◆ **Directions**
As the answer, give a copy of each line below that includes the word "amount".

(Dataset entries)
● ● ● ● ●

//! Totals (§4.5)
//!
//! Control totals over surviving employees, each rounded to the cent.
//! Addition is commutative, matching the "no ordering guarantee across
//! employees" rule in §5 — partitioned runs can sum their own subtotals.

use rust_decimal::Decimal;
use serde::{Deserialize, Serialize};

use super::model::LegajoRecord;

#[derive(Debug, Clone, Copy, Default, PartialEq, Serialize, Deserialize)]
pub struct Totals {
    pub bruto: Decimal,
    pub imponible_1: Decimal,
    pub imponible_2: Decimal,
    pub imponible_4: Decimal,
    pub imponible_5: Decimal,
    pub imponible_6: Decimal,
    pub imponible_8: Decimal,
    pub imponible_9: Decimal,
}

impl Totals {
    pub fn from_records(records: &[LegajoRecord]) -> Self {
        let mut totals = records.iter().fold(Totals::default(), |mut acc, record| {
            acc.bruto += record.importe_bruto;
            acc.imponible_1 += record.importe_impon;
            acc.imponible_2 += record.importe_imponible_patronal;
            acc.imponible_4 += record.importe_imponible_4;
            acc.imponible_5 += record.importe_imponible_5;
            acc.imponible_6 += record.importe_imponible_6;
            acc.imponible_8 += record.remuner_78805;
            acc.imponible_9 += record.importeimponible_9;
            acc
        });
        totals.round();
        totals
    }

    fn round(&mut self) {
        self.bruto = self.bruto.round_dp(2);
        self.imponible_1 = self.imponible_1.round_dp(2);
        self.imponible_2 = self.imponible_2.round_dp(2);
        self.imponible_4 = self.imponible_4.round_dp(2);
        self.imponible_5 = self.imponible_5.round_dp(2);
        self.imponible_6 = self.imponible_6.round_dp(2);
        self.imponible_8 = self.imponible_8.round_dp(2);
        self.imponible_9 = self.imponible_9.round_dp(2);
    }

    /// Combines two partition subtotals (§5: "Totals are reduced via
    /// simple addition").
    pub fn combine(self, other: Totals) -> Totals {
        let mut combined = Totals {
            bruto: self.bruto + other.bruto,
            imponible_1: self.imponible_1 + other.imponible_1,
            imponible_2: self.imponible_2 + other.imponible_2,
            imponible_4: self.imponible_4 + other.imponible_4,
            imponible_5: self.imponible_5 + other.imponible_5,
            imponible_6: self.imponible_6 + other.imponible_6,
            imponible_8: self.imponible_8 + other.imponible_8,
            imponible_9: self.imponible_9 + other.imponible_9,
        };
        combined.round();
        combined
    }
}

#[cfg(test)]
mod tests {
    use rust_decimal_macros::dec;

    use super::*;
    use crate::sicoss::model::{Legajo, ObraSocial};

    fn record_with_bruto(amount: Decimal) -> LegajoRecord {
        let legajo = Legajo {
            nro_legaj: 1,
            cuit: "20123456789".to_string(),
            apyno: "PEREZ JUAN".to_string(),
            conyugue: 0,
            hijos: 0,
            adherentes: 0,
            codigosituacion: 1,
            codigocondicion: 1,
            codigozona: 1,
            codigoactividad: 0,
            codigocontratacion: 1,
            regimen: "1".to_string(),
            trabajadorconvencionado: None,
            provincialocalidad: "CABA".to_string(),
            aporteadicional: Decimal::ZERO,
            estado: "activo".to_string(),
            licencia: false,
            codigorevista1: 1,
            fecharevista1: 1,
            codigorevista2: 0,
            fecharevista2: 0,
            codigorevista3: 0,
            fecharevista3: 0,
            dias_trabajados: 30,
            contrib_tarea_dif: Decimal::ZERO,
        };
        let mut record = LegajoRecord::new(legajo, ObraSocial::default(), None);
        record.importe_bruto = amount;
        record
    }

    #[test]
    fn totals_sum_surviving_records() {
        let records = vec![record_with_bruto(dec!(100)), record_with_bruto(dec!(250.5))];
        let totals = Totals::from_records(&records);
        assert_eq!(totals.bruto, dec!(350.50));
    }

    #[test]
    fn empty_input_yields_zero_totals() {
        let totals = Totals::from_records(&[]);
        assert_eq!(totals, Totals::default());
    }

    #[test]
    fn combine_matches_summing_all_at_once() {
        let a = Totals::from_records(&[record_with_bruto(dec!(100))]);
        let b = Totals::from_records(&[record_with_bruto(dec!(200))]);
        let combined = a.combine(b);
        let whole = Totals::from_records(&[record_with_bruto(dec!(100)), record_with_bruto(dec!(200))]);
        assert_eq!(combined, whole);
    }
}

● ● ● ● ●

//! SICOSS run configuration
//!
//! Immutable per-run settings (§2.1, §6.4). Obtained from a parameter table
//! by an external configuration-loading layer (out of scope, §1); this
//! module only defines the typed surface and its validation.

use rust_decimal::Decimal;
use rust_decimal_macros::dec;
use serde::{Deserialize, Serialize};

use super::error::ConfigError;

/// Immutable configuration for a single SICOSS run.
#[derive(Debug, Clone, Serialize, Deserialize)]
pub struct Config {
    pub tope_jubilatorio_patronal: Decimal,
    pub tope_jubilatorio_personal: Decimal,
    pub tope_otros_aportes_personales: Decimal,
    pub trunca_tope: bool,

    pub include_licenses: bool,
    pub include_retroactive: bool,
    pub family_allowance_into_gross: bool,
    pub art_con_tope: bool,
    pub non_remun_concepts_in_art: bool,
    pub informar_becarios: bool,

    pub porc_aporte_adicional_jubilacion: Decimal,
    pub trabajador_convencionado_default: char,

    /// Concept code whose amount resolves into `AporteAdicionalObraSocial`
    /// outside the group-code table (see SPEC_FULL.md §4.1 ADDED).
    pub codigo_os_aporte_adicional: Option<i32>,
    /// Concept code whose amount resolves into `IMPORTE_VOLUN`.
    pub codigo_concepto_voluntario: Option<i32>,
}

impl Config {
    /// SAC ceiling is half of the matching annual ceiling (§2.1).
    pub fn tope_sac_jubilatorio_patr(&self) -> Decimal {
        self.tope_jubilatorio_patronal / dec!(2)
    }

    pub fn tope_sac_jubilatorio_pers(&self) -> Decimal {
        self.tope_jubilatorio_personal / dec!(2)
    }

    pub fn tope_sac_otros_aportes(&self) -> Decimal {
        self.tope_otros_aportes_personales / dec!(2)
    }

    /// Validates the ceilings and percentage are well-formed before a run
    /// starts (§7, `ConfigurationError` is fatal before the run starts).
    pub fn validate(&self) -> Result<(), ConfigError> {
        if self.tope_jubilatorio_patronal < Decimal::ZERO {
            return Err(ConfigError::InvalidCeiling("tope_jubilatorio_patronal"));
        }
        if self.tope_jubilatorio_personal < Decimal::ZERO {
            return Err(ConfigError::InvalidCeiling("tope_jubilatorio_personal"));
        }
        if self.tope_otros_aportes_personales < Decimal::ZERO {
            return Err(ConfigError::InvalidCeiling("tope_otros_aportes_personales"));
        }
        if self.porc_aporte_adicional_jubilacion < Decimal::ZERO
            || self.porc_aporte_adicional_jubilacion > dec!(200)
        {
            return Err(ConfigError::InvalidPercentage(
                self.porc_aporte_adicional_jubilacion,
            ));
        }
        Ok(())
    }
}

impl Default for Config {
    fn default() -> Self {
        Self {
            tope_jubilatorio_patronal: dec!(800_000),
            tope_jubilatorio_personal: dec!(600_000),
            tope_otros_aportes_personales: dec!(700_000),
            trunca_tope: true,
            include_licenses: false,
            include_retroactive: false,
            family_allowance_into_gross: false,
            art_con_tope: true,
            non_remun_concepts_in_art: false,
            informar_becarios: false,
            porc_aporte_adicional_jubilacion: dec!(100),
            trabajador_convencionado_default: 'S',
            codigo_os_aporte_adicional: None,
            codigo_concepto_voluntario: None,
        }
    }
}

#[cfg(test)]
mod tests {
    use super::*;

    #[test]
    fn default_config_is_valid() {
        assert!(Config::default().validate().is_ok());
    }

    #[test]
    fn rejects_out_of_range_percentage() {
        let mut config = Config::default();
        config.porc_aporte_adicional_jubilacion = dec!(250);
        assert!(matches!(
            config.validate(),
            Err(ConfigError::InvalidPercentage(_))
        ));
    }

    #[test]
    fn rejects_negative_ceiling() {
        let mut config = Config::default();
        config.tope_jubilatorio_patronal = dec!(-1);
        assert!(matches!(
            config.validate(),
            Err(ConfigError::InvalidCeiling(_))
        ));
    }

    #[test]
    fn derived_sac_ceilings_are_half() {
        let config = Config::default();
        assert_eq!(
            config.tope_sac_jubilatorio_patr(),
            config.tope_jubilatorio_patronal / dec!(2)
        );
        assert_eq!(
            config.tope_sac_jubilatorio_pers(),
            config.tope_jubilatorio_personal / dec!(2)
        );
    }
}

● ● ● ● ●

◆ **Written solution**
    fn record_with_bruto(amount: Decimal) -> LegajoRecord {
        record.importe_bruto = amount;
    /// Concept code whose amount resolves into `AporteAdicionalObraSocial`
    /// Concept code whose amount resolves into `IMPORTE_VOLUN`.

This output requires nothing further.